Martus is an open source encrypted bulletin board for individuals and groups tracking human rights violations. It has been developed by Benetech, a non profit organisation pushing for social change. It is written in Java, available for Windows, Mac, Linux and Android, I downloaded the 130MB Windows version to try it out.
During installation a wizard guides you over the necessary steps to set it up, you will be forced to choose a strong password with a minimum of 8 characters and will be given tips to do it safely being told not to use dictionary words and to combine alphabet letters with special characters, everything will have to be entered twice before encrypting it in your device. If you forget your credentials nobody will be able to recover them, not even Martus staff.
Within the software there is the option to activate the Tor network to hide from your ISP that you are connecting to Martus servers and to get around filters if a server is blocked from your location.
The data you enter will be backed up to the server connecting to port 443 (SSL) or 997 using 3027 bit encryption, server administrators will not be able to read anything, data is encrypted with your own keys, and if you don’t wish to use the default Martus server, which during my tests resolved to an Amazon EC2 data centre in the US, any organisation can set up their own, “Advanced Settings” in Martus allow activists to enter the IP address of the specific server they would like to connect to together with the server public code and a magic word for authentication.
You will also be given a public Martus key, this is used to anonymously exchange information with your contacts, entering one of your friends access token in the address book allows you to be in touch with him and transfer encrypted data. There is no need to know any phone number, email address or Instant Messenger, the access code alone allows you to interact with others, anonymity can be strengthened further if you both use Tor, which only requires that you tick a button in Martus.
The hard part of Martus is to securely exchange access keys with your friends in a way that can not be intercepted, Martus recommends that you to use the Off-The-Record (OTR) software or a face to face meeting to do this.
Template forms in Martus can organise data records with little effort, or you can create a custom form yourself. The last step of the installation wizard involves exporting your account key to a secure location, like an external USB thumbdrive, to restore account access in case your computer is stolen or infected by a virus. The key is exported as a .dat file and optionally can be split in three pieces for extra security, in the later case, you will need all of the parts to access your Martus account. These parts can be distributed in between various members of a group living in different countries so that if one of them is compromised, it will not be enough to access the account.
Martus report layout is plain and clear, two buttons on top allow you to connect or disconnect from Martus server or Tor with a single click and the tabs on the left hand side let you switch in between the received and saved reports, the form incorporates fields with the date, author and server where data is being backed up.
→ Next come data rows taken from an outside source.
use chrono::{DateTime, Utc};
use sqlx::SqlitePool;

use crate::db::models::EntryRow;
use crate::error::Result;

// Keeps one row per (giveaway, user) pair. Joining is an insert that loses
// quietly against an existing row, checking is an upsert that overwrites the
// previous verdict fields.
#[derive(Clone, Debug)]
pub struct EntryStore {
    pool: SqlitePool,
}

impl EntryStore {
    pub fn new(pool: SqlitePool) -> Self {
        EntryStore { pool }
    }

    // Adds the user to the giveaway. Returns false when the entry already
    // existed, which makes repeated joins harmless.
    pub async fn join(
        &self,
        giveaway_id: i64,
        user_id: i64,
        username: Option<&str>,
    ) -> Result<bool> {
        let inserted = sqlx::query(
            "INSERT INTO entries (giveaway_id, user_id, username, joined_at) \
             VALUES (?, ?, ?, ?) \
             ON CONFLICT (giveaway_id, user_id) DO NOTHING",
        )
        .bind(giveaway_id)
        .bind(user_id)
        .bind(username)
        .bind(Utc::now())
        .execute(&self.pool)
        .await?
        .rows_affected();
        Ok(inserted == 1)
    }

    // Stores the outcome of a completed check, creating the entry on the fly
    // for users who pressed the check button without joining first.
    pub async fn record_check(
        &self,
        giveaway_id: i64,
        user_id: i64,
        username: Option<&str>,
        eligible: bool,
        checked_at: DateTime<Utc>,
    ) -> Result<()> {
        sqlx::query(
            "INSERT INTO entries (giveaway_id, user_id, username, eligible, joined_at, last_checked_at) \
             VALUES (?, ?, ?, ?, ?, ?) \
             ON CONFLICT (giveaway_id, user_id) DO UPDATE SET \
             eligible = excluded.eligible, \
             last_checked_at = excluded.last_checked_at, \
             username = COALESCE(excluded.username, username)",
        )
        .bind(giveaway_id)
        .bind(user_id)
        .bind(username)
        .bind(eligible)
        .bind(checked_at)
        .bind(checked_at)
        .execute(&self.pool)
        .await?;
        Ok(())
    }

    pub async fn get(&self, giveaway_id: i64, user_id: i64) -> Result<Option<EntryRow>> {
        let row = sqlx::query_as::<_, EntryRow>(
            "SELECT * FROM entries WHERE giveaway_id = ? AND user_id = ?",
        )
        .bind(giveaway_id)
        .bind(user_id)
        .fetch_optional(&self.pool)
        .await?;
        Ok(row)
    }

    // Returns the draw pool in a stable order, so the same seed always walks
    // the same sequence of entries.
    pub async fn eligible_entries(&self, giveaway_id: i64) -> Result<Vec<EntryRow>> {
        let rows = sqlx::query_as::<_, EntryRow>(
            "SELECT * FROM entries WHERE giveaway_id = ? AND eligible = ? ORDER BY user_id",
        )
        .bind(giveaway_id)
        .bind(true)
        .fetch_all(&self.pool)
        .await?;
        Ok(rows)
    }

    pub async fn count(&self, giveaway_id: i64) -> Result<u32> {
        let (count,): (i64,) =
            sqlx::query_as("SELECT COUNT(*) FROM entries WHERE giveaway_id = ?")
                .bind(giveaway_id)
                .fetch_one(&self.pool)
                .await?;
        Ok(count as u32)
    }

    pub async fn count_eligible(&self, giveaway_id: i64) -> Result<u32> {
        let (count,): (i64,) =
            sqlx::query_as("SELECT COUNT(*) FROM entries WHERE giveaway_id = ? AND eligible = ?")
                .bind(giveaway_id)
                .bind(true)
                .fetch_one(&self.pool)
                .await?;
        Ok(count as u32)
    }
}
use chrono::Utc;
use serde_json::Value;
use sqlx::SqlitePool;

use crate::db::models::{AuditAction, AuditRow};
use crate::error::Result;

// Append-only trail of everything that happened to a giveaway. Rows are
// written by the engine itself and surfaced to the owner on request.
#[derive(Clone, Debug)]
pub struct AuditLog {
    pool: SqlitePool,
}

impl AuditLog {
    pub fn new(pool: SqlitePool) -> Self {
        AuditLog { pool }
    }

    pub async fn append(
        &self,
        giveaway_id: i64,
        actor_id: Option<i64>,
        action: AuditAction,
        payload: Value,
    ) -> Result<()> {
        sqlx::query(
            "INSERT INTO audit_log (giveaway_id, actor_id, action, payload, created_at) \
             VALUES (?, ?, ?, ?, ?)",
        )
        .bind(giveaway_id)
        .bind(actor_id)
        .bind(action)
        .bind(payload.to_string())
        .bind(Utc::now())
        .execute(&self.pool)
        .await?;
        Ok(())
    }

    // Returns the latest records for the giveaway in chronological order.
    pub async fn feed(&self, giveaway_id: i64, limit: u32) -> Result<Vec<AuditRow>> {
        let mut rows = sqlx::query_as::<_, AuditRow>(
            "SELECT * FROM audit_log WHERE giveaway_id = ? ORDER BY id DESC LIMIT ?",
        )
        .bind(giveaway_id)
        .bind(limit)
        .fetch_all(&self.pool)
        .await?;
        rows.reverse();
        Ok(rows)
    }
}
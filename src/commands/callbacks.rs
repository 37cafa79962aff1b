use teloxide::prelude::*;
use tracing::{info, instrument};

use crate::commands::context::SharedContext;
use crate::commands::handlers::error_reply;
use crate::error::Result;
use crate::giveaway::formatters::VerdictFormatter;

#[derive(Debug, Eq, PartialEq)]
enum ButtonAction {
    Join,
    Check,
}

// Returns the action and giveaway behind a button press, or None for
// buttons from another bot era.
fn parse_button(data: &str) -> Option<(ButtonAction, i64)> {
    let parts = data.split(':').collect::<Vec<&str>>();
    match parts.as_slice() {
        ["join", raw_id] => raw_id.parse().ok().map(|id| (ButtonAction::Join, id)),
        ["check", raw_id] => raw_id.parse().ok().map(|id| (ButtonAction::Check, id)),
        _ => None,
    }
}

// Handles presses of the Join/Check buttons under a giveaway post. The
// answer always goes out, otherwise the client keeps its spinner.
#[instrument(skip(bot, query, context))]
pub async fn handle_callback_query(
    bot: Bot,
    query: CallbackQuery,
    context: SharedContext,
) -> Result<()> {
    let user_id = query.from.id.0 as i64;
    let username = query.from.username.as_deref();
    let data = query.data.as_deref().unwrap_or("");

    match parse_button(data) {
        Some((ButtonAction::Join, giveaway_id)) => {
            info!(user_id, giveaway_id, "join button pressed");
            let reply = join_reply(&context, giveaway_id, user_id, username).await;
            bot.answer_callback_query(&query.id).text(reply).await?;
        }
        Some((ButtonAction::Check, giveaway_id)) => {
            info!(user_id, giveaway_id, "check button pressed");
            let reply = check_reply(&context, giveaway_id, user_id, username).await;
            bot.answer_callback_query(&query.id)
                .text(reply)
                .show_alert(true)
                .await?;
        }
        None => {
            bot.answer_callback_query(&query.id).await?;
        }
    }
    Ok(())
}

async fn join_reply(
    context: &SharedContext,
    giveaway_id: i64,
    user_id: i64,
    username: Option<&str>,
) -> String {
    match context
        .manager
        .join_giveaway(giveaway_id, user_id, username)
        .await
    {
        Ok(true) => "🎉 You are in! Press Check ✅ to verify your subscriptions.".to_string(),
        Ok(false) => "You are already in this giveaway.".to_string(),
        Err(err) => error_reply(err),
    }
}

async fn check_reply(
    context: &SharedContext,
    giveaway_id: i64,
    user_id: i64,
    username: Option<&str>,
) -> String {
    match context
        .manager
        .check_eligibility(giveaway_id, user_id, username)
        .await
    {
        Ok(verdict) => context.verdicts.participant_reply(&verdict),
        Err(err) => error_reply(err),
    }
}

#[cfg(test)]
mod tests {
    use crate::commands::callbacks::{ButtonAction, parse_button};

    #[test]
    fn test_parse_button() {
        assert_eq!(parse_button("join:5"), Some((ButtonAction::Join, 5)));
        assert_eq!(parse_button("check:12"), Some((ButtonAction::Check, 12)));
    }

    #[test]
    fn test_parse_button_rejects_garbage() {
        assert_eq!(parse_button(""), None);
        assert_eq!(parse_button("join:soon"), None);
        assert_eq!(parse_button("join:5:extra"), None);
        assert_eq!(parse_button("vote:5"), None);
    }
}
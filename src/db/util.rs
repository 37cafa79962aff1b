use std::str::FromStr;

use sqlx::sqlite::{SqliteConnectOptions, SqlitePool, SqlitePoolOptions};

use crate::db::schema;
use crate::error::Result;

const MAX_CONNECTIONS: u32 = 5;

// Opens a connection pool for the given database URL and makes sure
// the schema exists before anything else touches it.
pub async fn establish_pool(database_url: &str) -> Result<SqlitePool> {
    let options = SqliteConnectOptions::from_str(database_url)?.create_if_missing(true);
    let pool = SqlitePoolOptions::new()
        .max_connections(MAX_CONNECTIONS)
        .connect_with(options)
        .await?;
    schema::bootstrap(&pool).await?;
    Ok(pool)
}

#[cfg(test)]
pub async fn test_pool() -> SqlitePool {
    // A single connection keeps every query on the same in-memory database.
    let pool = SqlitePoolOptions::new()
        .max_connections(1)
        .connect("sqlite::memory:")
        .await
        .unwrap();
    schema::bootstrap(&pool).await.unwrap();
    pool
}
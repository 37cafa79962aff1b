use std::env;
use std::time::Duration;

use crate::error::{Error, Result};

// Checking more chats than this in parallel starts to bite into the
// Bot API rate budget, so longer sponsor lists fall back to the
// sequential fail-fast path.
pub const PARALLEL_CHECK_LIMIT: usize = 9;

// Tunables of the eligibility engine. The defaults balance the Telegram
// rate-limit profile against how quickly a "just subscribed" user
// expects the bot to notice; correctness does not depend on the exact
// values.
#[derive(Debug, Clone)]
pub struct EngineConfig {
    // How long a confirmed membership stays cached. Subscribers rarely
    // leave mid-giveaway, so this one is generous.
    pub member_ok_ttl: Duration,
    // How long a "not a member" / "can't tell" answer stays cached. Kept
    // very short so a user who subscribes right after a failed check
    // passes the next one almost immediately.
    pub member_miss_ttl: Duration,
    // Lifetime of the per-(giveaway, user) check lock. Also the upper
    // bound on how long a crashed check can wedge the pair.
    pub check_lock_ttl: Duration,
    // Lifetime of a cached eligible verdict.
    pub verdict_ok_ttl: Duration,
    // Lifetime of a cached non-eligible verdict.
    pub verdict_miss_ttl: Duration,
    // Lifetime of the in-process fast-path lock taken around publishing.
    pub publish_lock_ttl: Duration,
    // Sponsor-list size up to which the evaluator queries all chats
    // concurrently instead of sequentially.
    pub parallel_check_limit: usize,
    // How often the background sweeper looks for overdue giveaways.
    pub sweeper_period: Duration,
}

impl Default for EngineConfig {
    fn default() -> Self {
        EngineConfig {
            member_ok_ttl: Duration::from_secs(30 * 60),
            member_miss_ttl: Duration::from_secs(5),
            check_lock_ttl: Duration::from_secs(15),
            verdict_ok_ttl: Duration::from_secs(60),
            verdict_miss_ttl: Duration::from_secs(10),
            publish_lock_ttl: Duration::from_secs(30),
            parallel_check_limit: PARALLEL_CHECK_LIMIT,
            sweeper_period: Duration::from_secs(60),
        }
    }
}

// Process-level settings, read once at startup.
#[derive(Debug, Clone)]
pub struct BotConfig {
    pub token: String,
    pub database_url: String,
    // When set, the check locks and verdict caches live in Redis and are
    // shared across bot instances; otherwise they stay in-process.
    pub redis_url: Option<String>,
}

impl BotConfig {
    pub fn from_env() -> Result<Self> {
        let token = env::var("TELOXIDE_TOKEN")
            .map_err(|_| Error::Giveaway("TELOXIDE_TOKEN is not set.".to_string()))?;
        let database_url =
            env::var("DATABASE_URL").unwrap_or_else(|_| "sqlite://skylark.db".to_string());
        let redis_url = env::var("REDIS_URL").ok();

        Ok(BotConfig {
            token,
            database_url,
            redis_url,
        })
    }
}

#[cfg(test)]
mod tests {
    use std::time::Duration;

    use crate::config::{EngineConfig, PARALLEL_CHECK_LIMIT};

    #[test]
    fn test_default_ttls_are_asymmetric() {
        let config = EngineConfig::default();

        assert_eq!(config.member_ok_ttl > config.member_miss_ttl, true);
        assert_eq!(config.verdict_ok_ttl > config.verdict_miss_ttl, true);
        assert_eq!(config.member_miss_ttl < Duration::from_secs(10), true);
    }

    #[test]
    fn test_default_parallel_limit() {
        let config = EngineConfig::default();

        assert_eq!(config.parallel_check_limit, PARALLEL_CHECK_LIMIT);
    }

    #[test]
    fn test_sweeper_period_is_an_engine_tunable() {
        let config = EngineConfig {
            sweeper_period: Duration::from_millis(10),
            ..EngineConfig::default()
        };

        assert_eq!(config.sweeper_period, Duration::from_millis(10));
        assert_eq!(
            EngineConfig::default().sweeper_period,
            Duration::from_secs(60)
        );
    }
}
use sqlx::SqlitePool;

use crate::error::Result;

pub const CREATE_GIVEAWAYS: &str = "
CREATE TABLE IF NOT EXISTS giveaways (
    id INTEGER PRIMARY KEY AUTOINCREMENT,
    owner_id INTEGER NOT NULL,
    prize TEXT NOT NULL,
    winners_count INTEGER NOT NULL,
    status TEXT NOT NULL,
    published_chat_id INTEGER,
    published_message_id INTEGER,
    results_message_id INTEGER,
    draw_seed INTEGER,
    ends_at TEXT,
    drawn_at TEXT,
    created_at TEXT NOT NULL
)";

pub const CREATE_SPONSOR_CHATS: &str = "
CREATE TABLE IF NOT EXISTS sponsor_chats (
    giveaway_id INTEGER NOT NULL,
    position INTEGER NOT NULL,
    chat_ref TEXT NOT NULL,
    PRIMARY KEY (giveaway_id, position)
)";

pub const CREATE_ENTRIES: &str = "
CREATE TABLE IF NOT EXISTS entries (
    giveaway_id INTEGER NOT NULL,
    user_id INTEGER NOT NULL,
    username TEXT,
    eligible INTEGER,
    joined_at TEXT NOT NULL,
    last_checked_at TEXT,
    PRIMARY KEY (giveaway_id, user_id)
)";

pub const CREATE_WINNERS: &str = "
CREATE TABLE IF NOT EXISTS winners (
    giveaway_id INTEGER NOT NULL,
    rank INTEGER NOT NULL,
    user_id INTEGER NOT NULL,
    username TEXT,
    PRIMARY KEY (giveaway_id, rank),
    UNIQUE (giveaway_id, user_id)
)";

pub const CREATE_AUDIT_LOG: &str = "
CREATE TABLE IF NOT EXISTS audit_log (
    id INTEGER PRIMARY KEY AUTOINCREMENT,
    giveaway_id INTEGER NOT NULL,
    actor_id INTEGER,
    action TEXT NOT NULL,
    payload TEXT NOT NULL,
    created_at TEXT NOT NULL
)";

pub const CREATE_ENTRIES_ELIGIBLE_INDEX: &str = "
CREATE INDEX IF NOT EXISTS idx_entries_eligible
ON entries (giveaway_id, eligible)";

pub const CREATE_AUDIT_LOG_INDEX: &str = "
CREATE INDEX IF NOT EXISTS idx_audit_log_giveaway
ON audit_log (giveaway_id, id)";

const STATEMENTS: [&str; 7] = [
    CREATE_GIVEAWAYS,
    CREATE_SPONSOR_CHATS,
    CREATE_ENTRIES,
    CREATE_WINNERS,
    CREATE_AUDIT_LOG,
    CREATE_ENTRIES_ELIGIBLE_INDEX,
    CREATE_AUDIT_LOG_INDEX,
];

// Creates any missing tables and indexes. Safe to call on every start.
pub async fn bootstrap(pool: &SqlitePool) -> Result<()> {
    for statement in STATEMENTS {
        sqlx::query(statement).execute(pool).await?;
    }
    Ok(())
}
The Android version of Martus requires you to have a desktop Martus account first to be able to configure it, the rest works the same, data is encrypted with your passphrase on the phone to protect you if it is seized, and any picture, audio or text you have stored will have been already backed up to the Martus server and can be retrieved later on if the phone is confiscated, another choice is to designed a second person with access to your Martus desktop account to retrieve data you have uploaded in case you are not released from custody. Other nice details are that program automatically locks and asks for your password if you leave it running in the background, and there is a PDF manual you can download in multiple languages explaining how to operate Martus.
This is a very well thought out program, it has everything an activist needs, privacy with encryption, anonymity with Tor, no backdoor, the possibility to set up your own Martus server so that you don’t have to rely on others, and being able to share account credentials in between various people so that if something happens to one person, others will still be able to bring back any photos you have uploaded.
If anything could be improved in this program, is that there is no real time communication to sort out discrepancies, like a chatroom or IM, but you could always ask questions to your contacts adding them to a data form being shared.